WORK REQUIRED:
Retype all of the data that follows, line for line.
_ _ _ _ _ _ _
//! Fixed path schema the build and flash operations read and write within.
//!
//! Layout relative to the workspace root:
//! `project/arduino.ino`, `project/build/` (default artifact
//! `arduino.ino.hex`), `project/cache/`. The tool installation lives under
//! its own root: `arduino-builder`, `hardware/`, `tools-builder/`,
//! `libraries/`, `hardware/tools/avr/{bin/avrdude,etc/avrdude.conf}`, and
//! `firmware/` holding prebuilt realtime images.

use std::path::{Path, PathBuf};

use tokio::fs;
use tracing::debug;

use crate::error::Result;

pub const SKETCH_FILE: &str = "arduino.ino";
pub const DEFAULT_ARTIFACT: &str = "arduino.ino.hex";

#[derive(Debug, Clone)]
pub struct WorkspaceLayout {
    root: PathBuf,
    arduino_dir: PathBuf,
    /// Libraries contributed by installed extensions, if any. The directory
    /// may legitimately not exist.
    extension_libraries: Option<PathBuf>,
}

impl WorkspaceLayout {
    pub fn new(
        root: impl Into<PathBuf>,
        arduino_dir: impl Into<PathBuf>,
        extension_libraries: Option<PathBuf>,
    ) -> Self {
        Self {
            root: root.into(),
            arduino_dir: arduino_dir.into(),
            extension_libraries,
        }
    }

    pub fn sketch_path(&self) -> PathBuf {
        self.root.join("project").join(SKETCH_FILE)
    }

    pub fn build_dir(&self) -> PathBuf {
        self.root.join("project").join("build")
    }

    pub fn cache_dir(&self) -> PathBuf {
        self.root.join("project").join("cache")
    }

    /// Artifact the build tool leaves behind and the default flash input.
    pub fn artifact_path(&self) -> PathBuf {
        self.build_dir().join(DEFAULT_ARTIFACT)
    }

    pub fn builder_bin(&self) -> PathBuf {
        self.arduino_dir.join("arduino-builder")
    }

    pub fn hardware_dir(&self) -> PathBuf {
        self.arduino_dir.join("hardware")
    }

    pub fn tools_builder_dir(&self) -> PathBuf {
        self.arduino_dir.join("tools-builder")
    }

    pub fn avr_tools_dir(&self) -> PathBuf {
        self.arduino_dir.join("hardware").join("tools").join("avr")
    }

    pub fn builtin_libraries_dir(&self) -> PathBuf {
        self.arduino_dir.join("libraries")
    }

    pub fn extension_libraries_dir(&self) -> Option<&Path> {
        self.extension_libraries.as_deref()
    }

    pub fn avrdude_bin(&self) -> PathBuf {
        self.avr_tools_dir().join("bin").join("avrdude")
    }

    pub fn avrdude_conf(&self) -> PathBuf {
        self.avr_tools_dir().join("etc").join("avrdude.conf")
    }

    pub fn firmware_path(&self, file: &str) -> PathBuf {
        self.arduino_dir.join("firmware").join(file)
    }

    /// Create the build output and cache directories.
    pub async fn ensure_build_dirs(&self) -> Result<()> {
        fs::create_dir_all(self.build_dir()).await?;
        fs::create_dir_all(self.cache_dir()).await?;
        Ok(())
    }

    /// Write the sketch payload to the fixed source path. Text encoding of
    /// the payload happens upstream; the bytes land on disk as given. The
    /// write must complete before the build tool is spawned.
    pub async fn write_sketch(&self, source: &[u8]) -> Result<()> {
        let path = self.sketch_path();
        if let Some(parent) = path.parent() {
            fs::create_dir_all(parent).await?;
        }
        fs::write(&path, source).await?;
        debug!(path = %path.display(), bytes = source.len(), "sketch written");
        Ok(())
    }
}
use serde::{Deserialize, Serialize};

/// Identifies the target board and the parameters the programmer tool needs.
///
/// Immutable for the lifetime of one runner instance.
#[derive(Debug, Clone, PartialEq, Eq, Serialize, Deserialize)]
pub struct BoardProfile {
    /// Fully-qualified board name, e.g. `arduino:avr:leonardo`.
    pub fqbn: String,
    /// AVR part number passed to the programmer (`-p`).
    pub partno: String,
    /// Programmer protocol id passed to the programmer (`-c`).
    pub programmer_id: String,
    /// Upload baud rate passed to the programmer (`-b`).
    pub baudrate: u32,
}

/// A live serial device visible to the host.
///
/// The first 21 characters of `usb_identifier` (`USB\VID_xxxx&PID_xxxx`) are
/// the lookup key into the device directory.
#[derive(Debug, Clone, PartialEq, Eq, Serialize, Deserialize)]
pub struct Peripheral {
    pub path: String,
    pub usb_identifier: String,
}

/// Which external tool a stream chunk came from.
#[derive(Debug, Clone, Copy, PartialEq, Eq, Serialize, Deserialize)]
pub enum Tool {
    Builder,
    Programmer,
}

impl Tool {
    pub fn name(self) -> &'static str {
        match self {
            Tool::Builder => "arduino-builder",
            Tool::Programmer => "avrdude",
        }
    }
}

/// Which stream of the tool a chunk came from.
#[derive(Debug, Clone, Copy, PartialEq, Eq, Serialize, Deserialize)]
pub enum Channel {
    Stdout,
    Stderr,
}

/// Semantic tag attached to a classified span of tool output.
#[derive(Debug, Clone, Copy, PartialEq, Eq, Serialize, Deserialize)]
pub enum EventKind {
    /// A read/write progress bar opened.
    ProgressStart,
    /// A progress bar closed at its percentage report.
    ProgressEnd,
    /// A summary banner (memory usage report, programmer sign-off).
    Banner,
    Error,
    Plain,
}

/// The unit emitted to the caller's output sink.
#[derive(Debug, Clone, PartialEq, Eq, Serialize, Deserialize)]
pub struct OutputEvent {
    pub kind: EventKind,
    pub text: String,
}

impl OutputEvent {
    pub fn new(kind: EventKind, text: impl Into<String>) -> Self {
        Self {
            kind,
            text: text.into(),
        }
    }

    pub fn plain(text: impl Into<String>) -> Self {
        Self::new(EventKind::Plain, text)
    }
}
_ _ _ _ _ _ _
TASK RESPONSE:
//! Fixed path schema the build and flash operations read and write within.
//!
//! Layout relative to the workspace root:
//! `project/arduino.ino`, `project/build/` (default artifact
//! `arduino.ino.hex`), `project/cache/`. The tool installation lives under
//! its own root: `arduino-builder`, `hardware/`, `tools-builder/`,
//! `libraries/`, `hardware/tools/avr/{bin/avrdude,etc/avrdude.conf}`, and
//! `firmware/` holding prebuilt realtime images.

use std::path::{Path, PathBuf};

use tokio::fs;
use tracing::debug;

use crate::error::Result;

pub const SKETCH_FILE: &str = "arduino.ino";
pub const DEFAULT_ARTIFACT: &str = "arduino.ino.hex";

#[derive(Debug, Clone)]
pub struct WorkspaceLayout {
    root: PathBuf,
    arduino_dir: PathBuf,
    /// Libraries contributed by installed extensions, if any. The directory
    /// may legitimately not exist.
    extension_libraries: Option<PathBuf>,
}

impl WorkspaceLayout {
    pub fn new(
        root: impl Into<PathBuf>,
        arduino_dir: impl Into<PathBuf>,
        extension_libraries: Option<PathBuf>,
    ) -> Self {
        Self {
            root: root.into(),
            arduino_dir: arduino_dir.into(),
            extension_libraries,
        }
    }

    pub fn sketch_path(&self) -> PathBuf {
        self.root.join("project").join(SKETCH_FILE)
    }

    pub fn build_dir(&self) -> PathBuf {
        self.root.join("project").join("build")
    }

    pub fn cache_dir(&self) -> PathBuf {
        self.root.join("project").join("cache")
    }

    /// Artifact the build tool leaves behind and the default flash input.
    pub fn artifact_path(&self) -> PathBuf {
        self.build_dir().join(DEFAULT_ARTIFACT)
    }

    pub fn builder_bin(&self) -> PathBuf {
        self.arduino_dir.join("arduino-builder")
    }

    pub fn hardware_dir(&self) -> PathBuf {
        self.arduino_dir.join("hardware")
    }

    pub fn tools_builder_dir(&self) -> PathBuf {
        self.arduino_dir.join("tools-builder")
    }

    pub fn avr_tools_dir(&self) -> PathBuf {
        self.arduino_dir.join("hardware").join("tools").join("avr")
    }

    pub fn builtin_libraries_dir(&self) -> PathBuf {
        self.arduino_dir.join("libraries")
    }

    pub fn extension_libraries_dir(&self) -> Option<&Path> {
        self.extension_libraries.as_deref()
    }

    pub fn avrdude_bin(&self) -> PathBuf {
        self.avr_tools_dir().join("bin").join("avrdude")
    }

    pub fn avrdude_conf(&self) -> PathBuf {
        self.avr_tools_dir().join("etc").join("avrdude.conf")
    }

    pub fn firmware_path(&self, file: &str) -> PathBuf {
        self.arduino_dir.join("firmware").join(file)
    }

    /// Create the build output and cache directories.
    pub async fn ensure_build_dirs(&self) -> Result<()> {
        fs::create_dir_all(self.build_dir()).await?;
        fs::create_dir_all(self.cache_dir()).await?;
        Ok(())
    }

    /// Write the sketch payload to the fixed source path. Text encoding of
    /// the payload happens upstream; the bytes land on disk as given. The
    /// write must complete before the build tool is spawned.
    pub async fn write_sketch(&self, source: &[u8]) -> Result<()> {
        let path = self.sketch_path();
        if let Some(parent) = path.parent() {
            fs::create_dir_all(parent).await?;
        }
        fs::write(&path, source).await?;
        debug!(path = %path.display(), bytes = source.len(), "sketch written");
        Ok(())
    }
}
use serde::{Deserialize, Serialize};

/// Identifies the target board and the parameters the programmer tool needs.
///
/// Immutable for the lifetime of one runner instance.
#[derive(Debug, Clone, PartialEq, Eq, Serialize, Deserialize)]
pub struct BoardProfile {
    /// Fully-qualified board name, e.g. `arduino:avr:leonardo`.
    pub fqbn: String,
    /// AVR part number passed to the programmer (`-p`).
    pub partno: String,
    /// Programmer protocol id passed to the programmer (`-c`).
    pub programmer_id: String,
    /// Upload baud rate passed to the programmer (`-b`).
    pub baudrate: u32,
}

/// A live serial device visible to the host.
///
/// The first 21 characters of `usb_identifier` (`USB\VID_xxxx&PID_xxxx`) are
/// the lookup key into the device directory.
#[derive(Debug, Clone, PartialEq, Eq, Serialize, Deserialize)]
pub struct Peripheral {
    pub path: String,
    pub usb_identifier: String,
}

/// Which external tool a stream chunk came from.
#[derive(Debug, Clone, Copy, PartialEq, Eq, Serialize, Deserialize)]
pub enum Tool {
    Builder,
    Programmer,
}

impl Tool {
    pub fn name(self) -> &'static str {
        match self {
            Tool::Builder => "arduino-builder",
            Tool::Programmer => "avrdude",
        }
    }
}

/// Which stream of the tool a chunk came from.
#[derive(Debug, Clone, Copy, PartialEq, Eq, Serialize, Deserialize)]
pub enum Channel {
    Stdout,
    Stderr,
}

/// Semantic tag attached to a classified span of tool output.
#[derive(Debug, Clone, Copy, PartialEq, Eq, Serialize, Deserialize)]
pub enum EventKind {
    /// A read/write progress bar opened.
    ProgressStart,
    /// A progress bar closed at its percentage report.
    ProgressEnd,
    /// A summary banner (memory usage report, programmer sign-off).
    Banner,
    Error,
    Plain,
}

/// The unit emitted to the caller's output sink.
#[derive(Debug, Clone, PartialEq, Eq, Serialize, Deserialize)]
pub struct OutputEvent {
    pub kind: EventKind,
    pub text: String,
}

impl OutputEvent {
    pub fn new(kind: EventKind, text: impl Into<String>) -> Self {
        Self {
            kind,
            text: text.into(),
        }
    }

    pub fn plain(text: impl Into<String>) -> Self {
        Self::new(EventKind::Plain, text)
    }
}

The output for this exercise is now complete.